O presente estudo objetiva identificar como se desenvolve o processo de
desinstitucionalização de adolescentes que alcançaram a maioridade civil e,
obrigatoriamente, tiveram de ser desligados do acolhimento institucional. Este
trabalho se desenvolve por meio de um estudo exploratório, composto por pesquisa
bibliográfica e empírica, através de entrevistas com três profissionais que compõem
a Unidade de Acolhimento Institucional da Casa do Menor São Miguel Arcanjo em
Fortaleza, Ceará. Tal estudo nos permite, inicialmente, conhecer o percurso
normativo dos avanços dos direitos das crianças e dos adolescentes em nosso país.
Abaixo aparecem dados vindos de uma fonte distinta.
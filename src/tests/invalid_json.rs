use axum::http::StatusCode;

use crate::tests::helper;

#[tokio::test]
async fn test_invalid_json() {
    let mut app = helper::setup_test_app();

    // missing data
    let body = r"{}";
    let (status_code, _, error) =
        helper::maybe_create_note_with_raw_body(&mut app, 1, body, true).await;
    assert_eq!(StatusCode::BAD_REQUEST, status_code);
    assert!(error.is_some());
    let error = error.unwrap();
    assert_eq!("Data error".to_string(), error.error);
    assert!(error.description.is_some());

    // wrong type
    let body = r#"{"name":42}"#;
    let (status_code, _, error) =
        helper::maybe_create_note_with_raw_body(&mut app, 1, body, true).await;
    assert_eq!(StatusCode::BAD_REQUEST, status_code);
    assert_eq!("Data error".to_string(), error.unwrap().error);

    // syntax error
    let body = r#"{"}"#;
    let (status_code, _, error) =
        helper::maybe_create_note_with_raw_body(&mut app, 1, body, true).await;
    assert_eq!(StatusCode::BAD_REQUEST, status_code);
    assert!(error.is_some());
    let error = error.unwrap();
    assert_eq!("JSON syntax error".to_string(), error.error);
    assert!(error.description.is_some());

    // missing content type
    let body = r#"{"name":"Groceries"}"#;
    let (status_code, _, error) =
        helper::maybe_create_note_with_raw_body(&mut app, 1, body, false).await;
    assert_eq!(StatusCode::BAD_REQUEST, status_code);
    assert!(error.is_some());
    let error = error.unwrap();
    assert_eq!(
        "Missing `application/json` content type".to_string(),
        error.error
    );

    // nothing got created along the way
    let (status_code, notes) = helper::list_notes(&mut app, 1).await;
    assert_eq!(StatusCode::OK, status_code);
    assert_eq!(Some(Vec::<helper::Note>::new()), notes);
}
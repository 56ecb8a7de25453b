use axum::Router;
use axum::body::Body;
use axum::body::Bytes;
use axum::http::Method;
use axum::http::Request;
use axum::http::StatusCode;
use axum::http::header::CONTENT_TYPE;
use http_body_util::BodyExt;
use serde_json::Map;
use serde_json::Value;
use tower::Service;

use crate::api::USER_ID_HEADER;
use crate::create_router;
use crate::storage::Memory;

/// Test helper version of Note struct
#[derive(Debug, PartialEq, Eq)]
pub struct Note {
    pub id: u64,
    pub name: String,
    pub display_time: String,
}

/// Test helper version of a page of notes
#[derive(Debug)]
pub struct NotePage {
    pub notes: Vec<Note>,
    pub page: u64,
    pub per_page: u64,
    pub total_notes: u64,
    pub total_pages: u64,
}

/// Error response
#[derive(Debug, PartialEq, Eq)]
pub struct Error {
    pub error: String,
    pub description: Option<String>,
}

/// Setup the app on an empty memory storage
pub fn setup_test_app() -> Router {
    create_router(Memory::new())
}

/// Send a request as a user, returning the status code and raw body
pub async fn send(
    app: &mut Router,
    method: Method,
    uri: &str,
    user_id: Option<&str>,
    body: Option<(&str, bool)>,
) -> (StatusCode, Bytes) {
    let mut request = Request::builder().method(method).uri(uri);

    if let Some(user_id) = user_id {
        request = request.header(&USER_ID_HEADER, user_id);
    }

    let body = match body {
        Some((body, with_content_type)) => {
            if with_content_type {
                request = request.header(CONTENT_TYPE, mime::APPLICATION_JSON.as_ref());
            }

            Body::from(body.to_string())
        }
        None => Body::empty(),
    };

    let response = app.call(request.body(body).unwrap()).await.unwrap();
    let status_code = response.status();

    let body = response.into_body().collect().await.unwrap().to_bytes();

    (status_code, body)
}

pub async fn list_notes(app: &mut Router, user_id: u32) -> (StatusCode, Option<Vec<Note>>) {
    let (status_code, body) =
        send(app, Method::GET, "/api/notes", Some(&user_id.to_string()), None).await;

    (
        status_code,
        if status_code == StatusCode::OK {
            Some(get_notes(&body))
        } else {
            None
        },
    )
}

pub async fn maybe_list_page(
    app: &mut Router,
    user_id: u32,
    query: &str,
) -> (StatusCode, Option<NotePage>, Option<String>) {
    let (status_code, body) = send(
        app,
        Method::GET,
        &format!("/api/notes?{query}"),
        Some(&user_id.to_string()),
        None,
    )
    .await;

    (
        status_code,
        if status_code == StatusCode::OK {
            Some(get_note_page(&body))
        } else {
            None
        },
        if status_code == StatusCode::OK {
            None
        } else {
            Some(get_error_message(&body))
        },
    )
}

pub async fn single_note(
    app: &mut Router,
    user_id: u32,
    id: u64,
) -> (StatusCode, Option<Note>, Option<String>) {
    single_note_with_str(app, user_id, &id.to_string()).await
}

pub async fn single_note_with_str(
    app: &mut Router,
    user_id: u32,
    id: &str,
) -> (StatusCode, Option<Note>, Option<String>) {
    let (status_code, body) = send(
        app,
        Method::GET,
        &format!("/api/notes/{id}"),
        Some(&user_id.to_string()),
        None,
    )
    .await;

    (
        status_code,
        if status_code == StatusCode::OK {
            Some(get_note(&body))
        } else {
            None
        },
        if status_code == StatusCode::BAD_REQUEST || status_code == StatusCode::NOT_FOUND {
            Some(get_error_message(&body))
        } else {
            None
        },
    )
}

pub async fn maybe_create_note_with_raw_body(
    app: &mut Router,
    user_id: u32,
    body: &str,
    with_content_type: bool,
) -> (StatusCode, Option<Note>, Option<Error>) {
    let (status_code, body) = send(
        app,
        Method::POST,
        "/api/notes",
        Some(&user_id.to_string()),
        Some((body, with_content_type)),
    )
    .await;

    (
        status_code,
        if status_code == StatusCode::CREATED {
            Some(get_note(&body))
        } else {
            None
        },
        if status_code == StatusCode::BAD_REQUEST {
            Some(get_error(&body))
        } else {
            None
        },
    )
}

pub async fn maybe_create_note(
    app: &mut Router,
    user_id: u32,
    name: &str,
) -> (StatusCode, Option<Note>, Option<String>) {
    let mut payload = Map::new();
    payload.insert("name".to_string(), Value::String(name.to_string()));

    let (status_code, note, error) = maybe_create_note_with_raw_body(
        app,
        user_id,
        &serde_json::to_string(&payload).unwrap(),
        true,
    )
    .await;

    (status_code, note, error.map(|error| error.error))
}

/// Create a note that is expected to succeed
pub async fn create_note(app: &mut Router, user_id: u32, name: &str) -> Note {
    let (status_code, note, _) = maybe_create_note(app, user_id, name).await;
    assert_eq!(StatusCode::CREATED, status_code);

    note.unwrap()
}

pub async fn maybe_update_note(
    app: &mut Router,
    user_id: u32,
    id: u64,
    name: &str,
) -> (StatusCode, Option<Note>, Option<String>) {
    let mut payload = Map::new();
    payload.insert("name".to_string(), Value::String(name.to_string()));

    let (status_code, body) = send(
        app,
        Method::PATCH,
        &format!("/api/notes/{id}"),
        Some(&user_id.to_string()),
        Some((&serde_json::to_string(&payload).unwrap(), true)),
    )
    .await;

    (
        status_code,
        if status_code == StatusCode::OK {
            Some(get_note(&body))
        } else {
            None
        },
        if status_code == StatusCode::BAD_REQUEST || status_code == StatusCode::NOT_FOUND {
            Some(get_error_message(&body))
        } else {
            None
        },
    )
}

pub async fn maybe_delete_note(
    app: &mut Router,
    user_id: u32,
    id: u64,
    permanent: bool,
) -> (StatusCode, Option<String>) {
    let uri = if permanent {
        format!("/api/notes/{id}?permanent=true")
    } else {
        format!("/api/notes/{id}")
    };

    let (status_code, body) =
        send(app, Method::DELETE, &uri, Some(&user_id.to_string()), None).await;

    (
        status_code,
        if status_code == StatusCode::BAD_REQUEST || status_code == StatusCode::NOT_FOUND {
            Some(get_error_message(&body))
        } else {
            None
        },
    )
}

fn value_to_note(note: &Map<String, Value>) -> Note {
    Note {
        id: note["id"].as_u64().unwrap(),
        name: note["name"].as_str().map(ToString::to_string).unwrap(),
        display_time: note["displayTime"]
            .as_str()
            .map(ToString::to_string)
            .unwrap(),
    }
}

fn values_to_notes(notes: &Value) -> Vec<Note> {
    notes
        .as_array()
        .unwrap()
        .iter()
        .map(|f| f.as_object().unwrap())
        .map(value_to_note)
        .collect()
}

fn get_note(body: &Bytes) -> Note {
    serde_json::from_slice::<Value>(&body[..]).unwrap()["data"]
        .as_object()
        .map(value_to_note)
        .unwrap()
}

fn get_notes(body: &Bytes) -> Vec<Note> {
    values_to_notes(&serde_json::from_slice::<Value>(&body[..]).unwrap()["data"])
}

fn get_note_page(body: &Bytes) -> NotePage {
    let data = &serde_json::from_slice::<Value>(&body[..]).unwrap()["data"];

    NotePage {
        notes: values_to_notes(&data["notes"]),
        page: data["page"].as_u64().unwrap(),
        per_page: data["perPage"].as_u64().unwrap(),
        total_notes: data["totalNotes"].as_u64().unwrap(),
        total_pages: data["totalPages"].as_u64().unwrap(),
    }
}

fn value_to_error(error: &Map<String, Value>) -> Error {
    Error {
        error: error["error"].as_str().map(ToString::to_string).unwrap(),
        description: error
            .get("description")
            .and_then(Value::as_str)
            .map(ToString::to_string),
    }
}

pub fn get_error(body: &Bytes) -> Error {
    serde_json::from_slice::<Value>(&body[..])
        .unwrap()
        .as_object()
        .map(value_to_error)
        .unwrap()
}

pub fn get_error_message(body: &Bytes) -> String {
    serde_json::from_slice::<Value>(&body[..]).unwrap()["error"]
        .as_str()
        .map(ToString::to_string)
        .unwrap()
}
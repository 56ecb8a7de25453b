//! Current user service
//!
//! Get the current user from the request based on the `X-User-Id` header
//!
//! Whoever sits in front of the API has authenticated the user already, the
//! header is trusted as is

use axum::extract::FromRequestParts;
use axum::http::HeaderName;
use axum::http::request::Parts;

use crate::api::Error;
use crate::notes::UserId;

/// Header carrying the ID of the user making the request
pub static USER_ID_HEADER: HeaderName = HeaderName::from_static("x-user-id");

/// Current user service
#[derive(Clone, Copy, Debug)]
pub struct CurrentUser {
    /// ID of the user, every note operation is scoped to it
    pub id: UserId,
}

impl<S> FromRequestParts<S> for CurrentUser
where
    S: Send + Sync,
{
    type Rejection = Error;

    async fn from_request_parts(parts: &mut Parts, _state: &S) -> Result<Self, Self::Rejection> {
        let header = parts
            .headers
            .get(&USER_ID_HEADER)
            .ok_or_else(|| Error::unauthorized("Missing user identity"))?;

        let id = header
            .to_str()
            .ok()
            .and_then(|value| value.trim().parse::<UserId>().ok())
            .ok_or_else(|| Error::bad_request("Invalid user identity"))?;

        Ok(Self { id })
    }
}
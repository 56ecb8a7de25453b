//! All things related to the storage of notes

use std::fmt;

use async_trait::async_trait;
use thiserror::Error;

use crate::notes::Note;
use crate::notes::NoteId;
use crate::notes::UserId;

pub use memory::Memory;
pub use postgres::Postgres;

mod memory;
mod postgres;

/// Table used when none is configured
pub const DEFAULT_TABLE: &str = "note";

/// Longest identifier PostgreSQL accepts without truncating
const MAX_TABLE_LENGTH: usize = 63;

/// Storage errors
#[derive(Debug, Error)]
pub enum Error {
    /// An error from the backend, passed on as is
    #[error(transparent)]
    Backend(#[from] sqlx::Error),

    /// A stored row does not fit the note entity
    #[error("Invalid row: {0}")]
    InvalidRow(String),

    /// The table name is not a plain SQL identifier
    #[error("Invalid table name: {0:?}")]
    InvalidTable(String),
}

/// Result type for all storage interactions
pub type Result<T> = core::result::Result<T, Error>;

/// Name of the table holding the notes
///
/// Only lowercase ASCII letters, digits and underscores are accepted, so the
/// name can be used in a query as is
#[derive(Clone, Debug, PartialEq, Eq)]
pub struct TableName(String);

impl TableName {
    /// Validate a table name
    pub fn new(name: &str) -> Result<Self> {
        let mut chars = name.chars();

        let valid_start = chars
            .next()
            .is_some_and(|ch| ch.is_ascii_lowercase() || ch == '_');
        let valid_rest = chars.all(|ch| ch.is_ascii_lowercase() || ch.is_ascii_digit() || ch == '_');

        if !valid_start || !valid_rest || name.len() > MAX_TABLE_LENGTH {
            return Err(Error::InvalidTable(name.to_string()));
        }

        Ok(Self(name.to_string()))
    }

    pub fn as_str(&self) -> &str {
        &self.0
    }
}

impl Default for TableName {
    fn default() -> Self {
        Self(DEFAULT_TABLE.to_string())
    }
}

impl fmt::Display for TableName {
    fn fmt(&self, f: &mut fmt::Formatter<'_>) -> fmt::Result {
        f.write_str(self.as_str())
    }
}

/// Outcome of a mutation
#[derive(Clone, Copy, Debug, Default, PartialEq, Eq)]
pub struct Affected {
    /// Number of rows changed
    rows_affected: u64,

    /// ID of the inserted note, only set by a create
    last_insert_id: Option<NoteId>,
}

impl Affected {
    /// Result of an update or delete
    pub const fn rows(rows_affected: u64) -> Self {
        Self {
            rows_affected,
            last_insert_id: None,
        }
    }

    /// Result of a create
    pub const fn inserted(id: NoteId) -> Self {
        Self {
            rows_affected: 1,
            last_insert_id: Some(id),
        }
    }

    pub const fn rows_affected(&self) -> u64 {
        self.rows_affected
    }

    pub const fn last_insert_id(&self) -> Option<NoteId> {
        self.last_insert_id
    }

    /// Did the mutation leave everything as it was
    pub const fn is_noop(&self) -> bool {
        self.rows_affected() == 0
    }
}

/// Storage of notes, every operation is scoped to the owning user
#[async_trait]
pub trait NoteStore: Clone + Send + Sync + 'static {
    /// Find a single note of a user
    ///
    /// Respects the soft-delete
    async fn fetch_by_id(&self, id: NoteId, user_id: UserId) -> Result<Option<Note>>;

    /// Find all notes of a user
    ///
    /// Respects the soft-delete
    async fn fetch_all_by_user(&self, user_id: UserId) -> Result<Vec<Note>>;

    /// Find at most `page_size` notes of a user, skipping the first `page_offset`
    ///
    /// Respects the soft-delete
    async fn fetch_page_by_user(
        &self,
        user_id: UserId,
        page_size: u32,
        page_offset: u32,
    ) -> Result<Vec<Note>>;

    /// Count the notes of a user
    ///
    /// Respects the soft-delete
    async fn count_by_user(&self, user_id: UserId) -> Result<u64>;

    /// Create a note
    async fn create(&self, name: &str, user_id: UserId) -> Result<Affected>;

    /// Rename a note
    ///
    /// Respects the soft-delete, affects nothing when the note is gone
    async fn update(&self, name: &str, id: NoteId, user_id: UserId) -> Result<Affected>;

    /// Remove a note for good
    ///
    /// Respects the soft-delete: a soft-deleted note stays
    async fn delete_hard(&self, id: NoteId, user_id: UserId) -> Result<Affected>;

    /// Soft-delete a note
    async fn delete_soft(&self, id: NoteId, user_id: UserId) -> Result<Affected>;
}
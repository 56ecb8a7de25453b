//! Postgres storage

use async_trait::async_trait;
use chrono::NaiveDateTime;
use sqlx::PgPool;

use crate::notes::Note;
use crate::notes::NoteId;
use crate::notes::UserId;

use super::Affected;
use super::Error;
use super::NoteStore;
use super::Result;
use super::TableName;

/// Columns selected for every note query
const COLUMNS: &str = "id, name, user_id, created_at, updated_at, deleted_at";

/// Postgres storage
#[derive(Clone, Debug)]
pub struct Postgres {
    /// Pool of connections
    connection_pool: PgPool,

    /// Table holding the notes
    table: TableName,
}

impl Postgres {
    /// Create Postgres storage on the default `note` table
    ///
    /// The table is expected to exist
    pub fn new(connection_pool: PgPool) -> Self {
        Self::with_table(connection_pool, TableName::default())
    }

    /// Create Postgres storage on a specific table
    pub fn with_table(connection_pool: PgPool, table: TableName) -> Self {
        Self {
            connection_pool,
            table,
        }
    }
}

/// Postgres version of a note
#[derive(sqlx::FromRow)]
struct PostgresNote {
    /// Note ID
    id: i64,

    /// Name
    name: String,

    /// Owning user
    user_id: i64,

    /// Creation date
    created_at: Option<NaiveDateTime>,

    /// Last updated at
    updated_at: Option<NaiveDateTime>,

    /// Deleted at
    deleted_at: Option<NaiveDateTime>,
}

impl Note {
    /// Create note from postgres version
    fn from_postgres_note(note: PostgresNote) -> Result<Self> {
        Ok(Self {
            id: key_from_postgres("id", note.id)?,
            name: note.name,
            user_id: key_from_postgres("user_id", note.user_id)?,
            created_at: note.created_at.into(),
            updated_at: note.updated_at.into(),
            deleted_at: note.deleted_at.into(),
        })
    }

    /// Maybe create note from postgres version
    fn from_postgres_note_optional(note: Option<PostgresNote>) -> Result<Option<Self>> {
        note.map(Self::from_postgres_note).transpose()
    }

    /// Create multiple notes from postgres version
    fn from_postgres_note_multiple(notes: Vec<PostgresNote>) -> Result<Vec<Self>> {
        notes.into_iter().map(Self::from_postgres_note).collect()
    }
}

/// Narrow a `BIGINT` key to the entity's key type
fn key_from_postgres(column: &str, value: i64) -> Result<u32> {
    u32::try_from(value)
        .map_err(|_| Error::InvalidRow(format!("{column} {value} is not a valid key")))
}

#[async_trait]
impl NoteStore for Postgres {
    async fn fetch_by_id(&self, id: NoteId, user_id: UserId) -> Result<Option<Note>> {
        let query = format!(
            r"
            SELECT {COLUMNS}
            FROM {}
            WHERE id = $1 AND user_id = $2 AND deleted_at IS NULL
            LIMIT 1
            ",
            self.table,
        );

        let note = sqlx::query_as::<_, PostgresNote>(&query)
            .bind(i64::from(id))
            .bind(i64::from(user_id))
            .fetch_optional(&self.connection_pool)
            .await?;

        Note::from_postgres_note_optional(note)
    }

    async fn fetch_all_by_user(&self, user_id: UserId) -> Result<Vec<Note>> {
        let query = format!(
            r"
            SELECT {COLUMNS}
            FROM {}
            WHERE user_id = $1 AND deleted_at IS NULL
            ORDER BY id
            ",
            self.table,
        );

        let notes = sqlx::query_as::<_, PostgresNote>(&query)
            .bind(i64::from(user_id))
            .fetch_all(&self.connection_pool)
            .await?;

        Note::from_postgres_note_multiple(notes)
    }

    async fn fetch_page_by_user(
        &self,
        user_id: UserId,
        page_size: u32,
        page_offset: u32,
    ) -> Result<Vec<Note>> {
        let query = format!(
            r"
            SELECT {COLUMNS}
            FROM {}
            WHERE user_id = $1 AND deleted_at IS NULL
            ORDER BY id
            LIMIT $2 OFFSET $3
            ",
            self.table,
        );

        let notes = sqlx::query_as::<_, PostgresNote>(&query)
            .bind(i64::from(user_id))
            .bind(i64::from(page_size))
            .bind(i64::from(page_offset))
            .fetch_all(&self.connection_pool)
            .await?;

        Note::from_postgres_note_multiple(notes)
    }

    async fn count_by_user(&self, user_id: UserId) -> Result<u64> {
        let query = format!(
            r"
            SELECT count(*)
            FROM {}
            WHERE user_id = $1 AND deleted_at IS NULL
            ",
            self.table,
        );

        let count = sqlx::query_scalar::<_, i64>(&query)
            .bind(i64::from(user_id))
            .fetch_one(&self.connection_pool)
            .await?;

        u64::try_from(count).map_err(|_| Error::InvalidRow(format!("negative count {count}")))
    }

    async fn create(&self, name: &str, user_id: UserId) -> Result<Affected> {
        let query = format!(
            r"
            INSERT INTO {} (name, user_id)
            VALUES ($1, $2)
            RETURNING id
            ",
            self.table,
        );

        let id = sqlx::query_scalar::<_, i64>(&query)
            .bind(name)
            .bind(i64::from(user_id))
            .fetch_one(&self.connection_pool)
            .await?;

        Ok(Affected::inserted(key_from_postgres("id", id)?))
    }

    async fn update(&self, name: &str, id: NoteId, user_id: UserId) -> Result<Affected> {
        let query = format!(
            r"
            UPDATE {}
            SET name = $1, updated_at = CURRENT_TIMESTAMP
            WHERE id = $2 AND user_id = $3 AND deleted_at IS NULL
            ",
            self.table,
        );

        let result = sqlx::query(&query)
            .bind(name)
            .bind(i64::from(id))
            .bind(i64::from(user_id))
            .execute(&self.connection_pool)
            .await?;

        Ok(Affected::rows(result.rows_affected()))
    }

    async fn delete_hard(&self, id: NoteId, user_id: UserId) -> Result<Affected> {
        let query = format!(
            r"
            DELETE FROM {}
            WHERE id = $1 AND user_id = $2 AND deleted_at IS NULL
            ",
            self.table,
        );

        let result = sqlx::query(&query)
            .bind(i64::from(id))
            .bind(i64::from(user_id))
            .execute(&self.connection_pool)
            .await?;

        Ok(Affected::rows(result.rows_affected()))
    }

    async fn delete_soft(&self, id: NoteId, user_id: UserId) -> Result<Affected> {
        let query = format!(
            r"
            UPDATE {}
            SET deleted_at = CURRENT_TIMESTAMP
            WHERE id = $1 AND user_id = $2 AND deleted_at IS NULL
            ",
            self.table,
        );

        let result = sqlx::query(&query)
            .bind(i64::from(id))
            .bind(i64::from(user_id))
            .execute(&self.connection_pool)
            .await?;

        Ok(Affected::rows(result.rows_affected()))
    }
}
//! Notes API endpoints
//!
//! Everything related to managing the notes of the current user

use axum::Extension;
use serde::Deserialize;
use serde::Serialize;

use crate::notes::Note;
use crate::notes::NoteId;
use crate::notes::NullTime;
use crate::notes::UserId;
use crate::prettytime::null_time;
use crate::prettytime::pretty_time;
use crate::storage::NoteStore;

use super::CurrentUser;
use super::Error;
use super::Form;
use super::PathParameters;
use super::QueryParameters;
use super::Success;
use super::parse_name;

/// Page size when the request does not specify one
const DEFAULT_PER_PAGE: u32 = 10;

/// Note response going to the user
///
/// Basically filtering which fields are shown to the user
#[derive(Debug, Serialize)]
#[serde(rename_all = "camelCase")]
pub struct NoteResponse {
    /// Note ID
    pub id: NoteId,

    /// Name of the note
    pub name: String,

    /// Creation date
    pub created_at: NullTime,

    /// Last updated at
    pub updated_at: NullTime,

    /// Creation date, human readable
    pub created_display: String,

    /// Last change, human readable
    pub display_time: String,
}

impl NoteResponse {
    /// Create a response from a [`Note`](Note)
    fn from_note(note: Note) -> Self {
        Self {
            created_display: null_time(&note.created_at),
            display_time: pretty_time(&note.created_at, &note.updated_at),
            id: note.id,
            name: note.name,
            created_at: note.created_at,
            updated_at: note.updated_at,
        }
    }

    /// Create a response from multiple [`Note`](Note)s
    fn from_note_multiple(notes: Vec<Note>) -> Vec<Self> {
        notes.into_iter().map(Self::from_note).collect()
    }
}

/// A single page of notes
#[derive(Debug, Serialize)]
#[serde(rename_all = "camelCase")]
pub struct NotePageResponse {
    /// Notes on this page
    pub notes: Vec<NoteResponse>,

    /// Current page, starting at 1
    pub page: u32,

    /// Maximum number of notes on a page
    pub per_page: u32,

    /// Number of notes of the user
    pub total_notes: u64,

    /// Number of pages needed for all notes
    pub total_pages: u64,
}

/// Either all notes or a single page
#[derive(Debug, Serialize)]
#[serde(untagged)]
pub enum NoteListResponse {
    All(Vec<NoteResponse>),
    Page(NotePageResponse),
}

#[derive(Debug, Deserialize)]
#[serde(rename_all = "camelCase")]
pub struct ListQuery {
    page: Option<u32>,
    per_page: Option<u32>,
}

/// List the notes of the current user
///
/// Request:
/// ```sh
/// curl -v -H 'X-User-Id: 1' 'http://localhost:8080/api/notes?page=1&perPage=10'
/// ```
///
/// Without `page` and `perPage` all notes are returned at once
pub async fn list<S: NoteStore>(
    Extension(storage): Extension<S>,
    current_user: CurrentUser,
    QueryParameters(query): QueryParameters<ListQuery>,
) -> Result<Success<NoteListResponse>, Error> {
    if query.page.is_none() && query.per_page.is_none() {
        let notes = storage
            .fetch_all_by_user(current_user.id)
            .await
            .map_err(Error::internal_server_error)?;

        return Ok(Success::ok(NoteListResponse::All(
            NoteResponse::from_note_multiple(notes),
        )));
    }

    let page = query.page.unwrap_or(1);
    let per_page = query.per_page.unwrap_or(DEFAULT_PER_PAGE);

    if page == 0 {
        return Err(Error::bad_request("Page starts at 1"));
    }

    if per_page == 0 {
        return Err(Error::bad_request("Page size must be positive"));
    }

    let offset = (page - 1)
        .checked_mul(per_page)
        .ok_or_else(|| Error::bad_request("Page out of range"))?;

    let total_notes = storage
        .count_by_user(current_user.id)
        .await
        .map_err(Error::internal_server_error)?;

    let notes = storage
        .fetch_page_by_user(current_user.id, per_page, offset)
        .await
        .map_err(Error::internal_server_error)?;

    Ok(Success::ok(NoteListResponse::Page(NotePageResponse {
        notes: NoteResponse::from_note_multiple(notes),
        page,
        per_page,
        total_notes,
        total_pages: total_notes.div_ceil(u64::from(per_page)),
    })))
}

/// Get a single note of the current user
///
/// Request:
/// ```sh
/// curl -v -H 'X-User-Id: 1' http://localhost:8080/api/notes/1
/// ```
pub async fn single<S: NoteStore>(
    Extension(storage): Extension<S>,
    current_user: CurrentUser,
    PathParameters(note_id): PathParameters<NoteId>,
) -> Result<Success<NoteResponse>, Error> {
    get_note(&storage, note_id, current_user.id)
        .await
        .map(|note| Success::ok(NoteResponse::from_note(note)))
}

#[derive(Debug, Deserialize)]
#[serde(rename_all = "camelCase")]
pub struct NoteForm {
    name: String,
}

/// Create a note for the current user
///
/// Request:
/// ```sh
/// curl -v \
///     -H 'X-User-Id: 1' \
///     -H 'Content-Type: application/json' \
///     http://localhost:8080/api/notes \
///     -d '{ "name": "Groceries" }'
/// ```
pub async fn create<S: NoteStore>(
    Extension(storage): Extension<S>,
    current_user: CurrentUser,
    Form(form): Form<NoteForm>,
) -> Result<Success<NoteResponse>, Error> {
    let name = parse_name(&form.name)?;

    let affected = storage
        .create(&name, current_user.id)
        .await
        .map_err(Error::internal_server_error)?;

    let note_id = affected
        .last_insert_id()
        .ok_or_else(|| Error::internal_server_error("Created note has no ID"))?;

    tracing::debug!("Created note {note_id} for user {}", current_user.id);

    let note = storage
        .fetch_by_id(note_id, current_user.id)
        .await
        .map_err(Error::internal_server_error)?
        .ok_or_else(|| Error::internal_server_error("Created note went missing"))?;

    Ok(Success::created(NoteResponse::from_note(note)))
}

/// Rename a note of the current user
///
/// Request:
/// ```sh
/// curl -v -X PATCH \
///     -H 'X-User-Id: 1' \
///     -H 'Content-Type: application/json' \
///     http://localhost:8080/api/notes/1 \
///     -d '{ "name": "Groceries for Sunday" }'
/// ```
pub async fn update<S: NoteStore>(
    Extension(storage): Extension<S>,
    current_user: CurrentUser,
    PathParameters(note_id): PathParameters<NoteId>,
    Form(form): Form<NoteForm>,
) -> Result<Success<NoteResponse>, Error> {
    let name = parse_name(&form.name)?;

    let affected = storage
        .update(&name, note_id, current_user.id)
        .await
        .map_err(Error::internal_server_error)?;

    if affected.is_noop() {
        return Err(Error::not_found("Note not found"));
    }

    get_note(&storage, note_id, current_user.id)
        .await
        .map(|note| Success::ok(NoteResponse::from_note(note)))
}

#[derive(Debug, Deserialize)]
pub struct DeleteQuery {
    #[serde(default)]
    permanent: bool,
}

/// Delete a note of the current user
///
/// Soft-deletes by default, `?permanent=true` removes the note for good
///
/// Request:
/// ```sh
/// curl -v -X DELETE -H 'X-User-Id: 1' 'http://localhost:8080/api/notes/1?permanent=true'
/// ```
pub async fn delete<S: NoteStore>(
    Extension(storage): Extension<S>,
    current_user: CurrentUser,
    PathParameters(note_id): PathParameters<NoteId>,
    QueryParameters(query): QueryParameters<DeleteQuery>,
) -> Result<Success<&'static str>, Error> {
    let affected = if query.permanent {
        storage.delete_hard(note_id, current_user.id).await
    } else {
        storage.delete_soft(note_id, current_user.id).await
    }
    .map_err(Error::internal_server_error)?;

    if affected.is_noop() {
        return Err(Error::not_found("Note not found"));
    }

    tracing::debug!(
        "Deleted note {note_id} for user {} (permanent: {})",
        current_user.id,
        query.permanent
    );

    Ok(Success::<&'static str>::no_content())
}

async fn get_note<S: NoteStore>(storage: &S, note_id: NoteId, user_id: UserId) -> Result<Note, Error> {
    storage
        .fetch_by_id(note_id, user_id)
        .await
        .map_err(Error::internal_server_error)?
        .map_or_else(|| Err(Error::not_found("Note not found")), Ok)
}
Além disso, este trabalho possibilita o entendimento das ações ressocializadoras
estabelecidas e as instituições onde são desenvolvidas estas ações, verificando
ainda de que forma são desempenhadas. Em suma, é possível tomar conhecimento
de como acontece o processo de desinstitucionalização dos adolescentes. Na
instituição que é objeto de pesquisa do presente estudo, é possível verificar que há
um trabalho de ressocialização desses adolescentes, sendo este procedimento
marcado, principalmente, pelo incentivo ao desenvolvimento da autonomia através
do trabalho e pela construção da responsabilidade que esses jovens têm sobre suas
conquistas. Em conclusão, é possível constatar através deste trabalho o empenho e
a importância do profissional de Serviço Social que, com um projeto políticopedagógico, busca acompanhar estes jovens, priorizando sempre o
desenvolvimento da autonomia destes adolescentes em situação de
desinstitucionalização; assim como busca o amparo de mecanismos que garantam
todo o aparato sócio-assistencial necessário para esses sujeitos durante o período
de institucionalização e pós-institucionalização.